Nun, wegen Marc. Die Ärzte meinen, dass er wenig aufwachchance hat, aber daran glaube ich nicht.. Ich lass mich nicht berirren.
Das dumme ist nur, der Vater glaubt den Ärzten und wir versuchen ihm zu sagen, dass er dringends Rat holen sollte, bei einem Wachkomaspezialisten.
Meine Schwester geht heute nochmals mit dem Vater zu ihm und sie werden den Arzt diverse Sachen fragen, wie eine Hirnstrommessung, zuerst eine normale und dann eine mit etwas bekanntem, wie bekannte Musik oder Stimmen, um zu sehen, ob es eine Reaktion darauf gibt.
Wir wollen auch wissen, ob es abgesehen vom Wachkoma eine Überlebenchance gibt, ob die Verbrennungen überstanden sind und wahrscheinlich auch, wie lange er noch auf der Intensiv bleiben muss. Denn ich bin der Meinung, je schneller er in die Reha kommt, desto grössere Chancen sehe ich bei einer Therapie.
Öhm, naja, wenn das jemand begriffen hat confused

Der Hund scheint sehr darunter zu leiden, denn er ist massiv gealtert, er mag kaum mehr, wehrt sich nicht mehr, wenn er von anderen Hunden belästigt wird und hat scheinbar wilde Träume.
Wir bekommen ihn auch nicht zum bellen, egal was wir anstellen.
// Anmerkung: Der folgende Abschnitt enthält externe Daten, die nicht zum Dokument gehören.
use std::fmt;

use chrono::{DateTime, Utc};
use serde::{Serialize, Serializer};

use crate::types::{Amount, BatchId, ConfirmationId, Identity};

/// Why an item was skipped without touching the ledger.
#[derive(Debug, Clone, Copy, PartialEq, Eq)]
pub enum SkipReason {
    /// The payload element carried no usable credential field.
    MissingCredential,
    /// The identity was already claimed within this process lifetime.
    Duplicate,
}

impl fmt::Display for SkipReason {
    fn fmt(&self, f: &mut fmt::Formatter<'_>) -> fmt::Result {
        match self {
            Self::MissingCredential => write!(f, "missing credential"),
            Self::Duplicate => write!(f, "duplicate"),
        }
    }
}

impl Serialize for SkipReason {
    fn serialize<S: Serializer>(&self, serializer: S) -> Result<S::Ok, S::Error> {
        serializer.collect_str(self)
    }
}

/// Why an item failed. Reason strings are short and never carry secret
/// material.
#[derive(Debug, Clone, Copy, PartialEq, Eq)]
pub enum FailReason {
    /// Credential material was not exactly 64 bytes.
    InvalidCredentialLength,
    /// Credential bytes did not form a valid keypair.
    InvalidCredential,
    /// No anchor token could be fetched for this batch.
    AnchorUnavailable,
    /// Balance lookup failed after retries.
    BalanceLookup,
    /// Balance below the configured minimum.
    InsufficientBalance,
    /// Balance does not strictly cover amount plus fee.
    InsufficientForFee,
    /// Broadcast failed after retries.
    Broadcast,
    /// The batch anchor expired before this item was broadcast.
    StaleAnchor,
}

impl fmt::Display for FailReason {
    fn fmt(&self, f: &mut fmt::Formatter<'_>) -> fmt::Result {
        match self {
            Self::InvalidCredentialLength => write!(f, "invalid credential length"),
            Self::InvalidCredential => write!(f, "invalid credential"),
            Self::AnchorUnavailable => write!(f, "anchor unavailable"),
            Self::BalanceLookup => write!(f, "balance lookup"),
            Self::InsufficientBalance => write!(f, "insufficient balance"),
            Self::InsufficientForFee => write!(f, "insufficient for fee"),
            Self::Broadcast => write!(f, "broadcast"),
            Self::StaleAnchor => write!(f, "stale anchor"),
        }
    }
}

impl Serialize for FailReason {
    fn serialize<S: Serializer>(&self, serializer: S) -> Result<S::Ok, S::Error> {
        serializer.collect_str(self)
    }
}

/// Terminal result for one transfer request. Immutable once produced.
#[derive(Debug, Clone, Serialize)]
#[serde(tag = "status", rename_all = "snake_case")]
pub enum TransferOutcome {
    Skipped {
        source_hint: String,
        reason: SkipReason,
    },
    Failed {
        source_hint: String,
        #[serde(skip_serializing_if = "Option::is_none")]
        identity: Option<Identity>,
        reason: FailReason,
    },
    Succeeded {
        source_hint: String,
        identity: Identity,
        confirmation: ConfirmationId,
        amount_moved: Amount,
        confirmed_at: DateTime<Utc>,
    },
}

impl TransferOutcome {
    pub fn is_skipped(&self) -> bool {
        matches!(self, Self::Skipped { .. })
    }

    pub fn is_failed(&self) -> bool {
        matches!(self, Self::Failed { .. })
    }

    pub fn is_succeeded(&self) -> bool {
        matches!(self, Self::Succeeded { .. })
    }

    pub fn source_hint(&self) -> &str {
        match self {
            Self::Skipped { source_hint, .. }
            | Self::Failed { source_hint, .. }
            | Self::Succeeded { source_hint, .. } => source_hint,
        }
    }

    /// The identity this outcome correlates to, where one could be derived.
    pub fn identity(&self) -> Option<&Identity> {
        match self {
            Self::Skipped { .. } => None,
            Self::Failed { identity, .. } => identity.as_ref(),
            Self::Succeeded { identity, .. } => Some(identity),
        }
    }

    /// Short human-readable reason for non-successful outcomes.
    pub fn reason(&self) -> Option<String> {
        match self {
            Self::Skipped { reason, .. } => Some(reason.to_string()),
            Self::Failed { reason, .. } => Some(reason.to_string()),
            Self::Succeeded { .. } => None,
        }
    }
}

/// Ordered outcomes for one batch, index-aligned with the decoded requests.
#[derive(Debug, Serialize)]
pub struct BatchResult {
    pub batch_id: BatchId,
    pub outcomes: Vec<TransferOutcome>,
}

impl BatchResult {
    pub fn new(batch_id: BatchId, outcomes: Vec<TransferOutcome>) -> Self {
        Self { batch_id, outcomes }
    }

    pub fn len(&self) -> usize {
        self.outcomes.len()
    }

    pub fn is_empty(&self) -> bool {
        self.outcomes.is_empty()
    }

    pub fn succeeded_count(&self) -> usize {
        self.outcomes.iter().filter(|o| o.is_succeeded()).count()
    }

    pub fn failed_count(&self) -> usize {
        self.outcomes.iter().filter(|o| o.is_failed()).count()
    }

    pub fn skipped_count(&self) -> usize {
        self.outcomes.iter().filter(|o| o.is_skipped()).count()
    }

    /// Total amount confirmed moved across the batch.
    pub fn total_moved(&self) -> Amount {
        self.outcomes.iter().fold(Amount::ZERO, |acc, o| match o {
            TransferOutcome::Succeeded { amount_moved, .. } => acc.saturating_add(*amount_moved),
            _ => acc,
        })
    }
}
Aber versuchen werden wir es weiterhin um Marc auch zu zeigen, dass sein geliebtes WAU WAU noch lebt.

Lg Cécile
hallo cecile
hier im forum sind schon einige buchtitel über wachkoma ganannt worden,die beschreiben,was es auf der intensiv bzw.in der frühreha für therapien gibt.
eine richtige diagnose kein kein arzt geben,da es einer sehr guten beobachtung bedarf um auch nur die kleinste positive veränderung zu bemerken.
z.b. schwitzen und verkrampfen=oftmals ein zeichen für schmerzen,nicht wohlfühlen oder angst haben ,eine kleine lageveränderung kann schon linderung bringen.
eine verbesserung braucht auf jedenfall viel zeit(wochen,monate),gute pflege und vorallem stimmulierende massagen (berührungen) und ansprache.

lg monika
Hallo Cecile

Ja ist unterwegs zu dir weis aber nicht wie schnell die Post in der Schweiz ist.
( unsere Brauch jetzt zur Weihnachtszeit auch länger)
Das der Vater den Ärzten glaubt ist leider normal,
ich habe mich auch lang auf die Ärzte verlassen und zum
schluss war ich von ihnen verlassen.
Ich habe über 3 Jahre rum gemacht bis meine Diagnose zu meiner
Krankheit stand und bis ein Arzt mir half)
Er darf die Hoffnung nicht aufgeben.
Ich wünsche ihm und dir sehr viel kraft.